Records provided Start Marker

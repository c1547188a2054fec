//! Distributed multi-vectors over a [`BlockMap`].
//!
//! Local storage is one column-major buffer of `my_length * num_vectors`
//! values, viewable as a faer matrix. Norms, dots, and `max_value` reduce
//! over the map's communicator and are therefore collective. With the
//! `rayon` feature the local kernels run on rayon's pool.

use faer::{Mat, MatMut, MatRef};

use crate::error::MatError;
use crate::map::BlockMap;
use crate::parallel::Comm;

#[derive(Clone)]
pub struct MultiVector<C: Comm> {
    map: BlockMap<C>,
    num_vectors: usize,
    values: Vec<f64>,
}

/// Sum of `f(x)` over a local slice.
fn local_sum<F>(xs: &[f64], f: F) -> f64
where
    F: Fn(f64) -> f64 + Send + Sync,
{
    #[cfg(feature = "rayon")]
    {
        use rayon::prelude::*;
        xs.par_iter().map(|&x| f(x)).sum()
    }
    #[cfg(not(feature = "rayon"))]
    {
        xs.iter().map(|&x| f(x)).sum()
    }
}

fn local_max(xs: &[f64]) -> f64 {
    #[cfg(feature = "rayon")]
    {
        use rayon::prelude::*;
        xs.par_iter().copied().reduce(|| f64::NEG_INFINITY, f64::max)
    }
    #[cfg(not(feature = "rayon"))]
    {
        xs.iter().copied().fold(f64::NEG_INFINITY, f64::max)
    }
}

impl<C: Comm> MultiVector<C> {
    /// Zero-filled multi-vector with `num_vectors` columns.
    pub fn new(map: BlockMap<C>, num_vectors: usize) -> Self {
        let values = vec![0.0; map.num_my_elements() * num_vectors];
        MultiVector { map, num_vectors, values }
    }

    /// One local column per inner `Vec`, each of the map's local length.
    pub fn from_columns(map: BlockMap<C>, columns: Vec<Vec<f64>>) -> Result<Self, MatError> {
        let n = map.num_my_elements();
        if let Some(bad) = columns.iter().find(|c| c.len() != n) {
            return Err(MatError::LengthMismatch { expected: n, found: bad.len() });
        }
        let num_vectors = columns.len();
        let values = columns.into_iter().flatten().collect();
        Ok(MultiVector { map, num_vectors, values })
    }

    /// Fills entry `(lid, k)` with `f(gid, k)`.
    pub fn from_fn<F>(map: BlockMap<C>, num_vectors: usize, f: F) -> Self
    where
        F: Fn(i64, usize) -> f64,
    {
        let gids = map.my_global_ids();
        let values = (0..num_vectors)
            .flat_map(|k| gids.iter().map(move |&g| (g, k)))
            .map(|(g, k)| f(g, k))
            .collect();
        MultiVector { map, num_vectors, values }
    }

    pub fn map(&self) -> &BlockMap<C> {
        &self.map
    }

    pub fn num_vectors(&self) -> usize {
        self.num_vectors
    }

    pub fn my_length(&self) -> usize {
        self.map.num_my_elements()
    }

    pub fn global_length(&self) -> usize {
        self.map.num_global_elements()
    }

    pub fn column(&self, k: usize) -> &[f64] {
        let n = self.my_length();
        &self.values[k * n..(k + 1) * n]
    }

    pub fn column_mut(&mut self, k: usize) -> &mut [f64] {
        let n = self.my_length();
        &mut self.values[k * n..(k + 1) * n]
    }

    pub fn as_mat(&self) -> MatRef<'_, f64> {
        MatRef::from_column_major_slice(&self.values, self.my_length(), self.num_vectors)
    }

    pub fn as_mat_mut(&mut self) -> MatMut<'_, f64> {
        let n = self.my_length();
        MatMut::from_column_major_slice_mut(&mut self.values, n, self.num_vectors)
    }

    /// Owned copy of the local block.
    pub fn to_mat(&self) -> Mat<f64> {
        Mat::from_fn(self.my_length(), self.num_vectors, |i, k| self.column(k)[i])
    }

    pub fn put_scalar(&mut self, alpha: f64) {
        #[cfg(feature = "rayon")]
        {
            use rayon::prelude::*;
            self.values.par_iter_mut().for_each(|v| *v = alpha);
        }
        #[cfg(not(feature = "rayon"))]
        self.values.iter_mut().for_each(|v| *v = alpha);
    }

    pub fn scale(&mut self, alpha: f64) {
        self.values.iter_mut().for_each(|v| *v *= alpha);
    }

    /// Element-wise `1 / x`. Zeros become infinities; callers that care use
    /// the inverse-sum routines of the row matrix instead.
    pub fn reciprocal(&mut self) {
        self.values.iter_mut().for_each(|v| *v = v.recip());
    }

    /// Sums every column across all ranks in place. Used when the map is
    /// replicated and each rank holds a partial result. Collective.
    pub fn reduce(&mut self) {
        let comm = self.map.comm().clone();
        comm.all_reduce_sum(&mut self.values);
    }

    /// Global maximum of each column; `-inf` for a globally empty map.
    /// Collective.
    pub fn max_value(&self) -> Vec<f64> {
        let comm = self.map.comm();
        (0..self.num_vectors)
            .map(|k| comm.all_reduce_max(local_max(self.column(k))))
            .collect()
    }

    pub fn norm1(&self) -> Vec<f64> {
        let comm = self.map.comm();
        (0..self.num_vectors)
            .map(|k| comm.all_reduce(local_sum(self.column(k), f64::abs)))
            .collect()
    }

    pub fn norm2(&self) -> Vec<f64> {
        let comm = self.map.comm();
        (0..self.num_vectors)
            .map(|k| comm.all_reduce(local_sum(self.column(k), |x| x * x)).sqrt())
            .collect()
    }

    pub fn norm_inf(&self) -> Vec<f64> {
        let comm = self.map.comm();
        (0..self.num_vectors)
            .map(|k| {
                let local = self.column(k).iter().fold(0.0, |m: f64, x| m.max(x.abs()));
                comm.all_reduce_max(local)
            })
            .collect()
    }

    pub fn dot(&self, other: &MultiVector<C>) -> Result<Vec<f64>, MatError> {
        if self.num_vectors != other.num_vectors {
            return Err(MatError::VectorCountMismatch { x: self.num_vectors, y: other.num_vectors });
        }
        if self.my_length() != other.my_length() {
            return Err(MatError::LengthMismatch { expected: self.my_length(), found: other.my_length() });
        }
        let comm = self.map.comm();
        Ok((0..self.num_vectors)
            .map(|k| comm.dot(self.column(k), other.column(k)))
            .collect())
    }
}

Records provided End Marker

About this exercise:
Using the entries shown above, reproduce verbatim the lines from the line bearing "let n = map.num_my_elements();" to the line bearing "let values = columns.into_iter().flatten().collect();", inclusive.

Exercise solution:
        let n = map.num_my_elements();
        if let Some(bad) = columns.iter().find(|c| c.len() != n) {
            return Err(MatError::LengthMismatch { expected: n, found: bad.len() });
        }
        let num_vectors = columns.len();
        let values = columns.into_iter().flatten().collect();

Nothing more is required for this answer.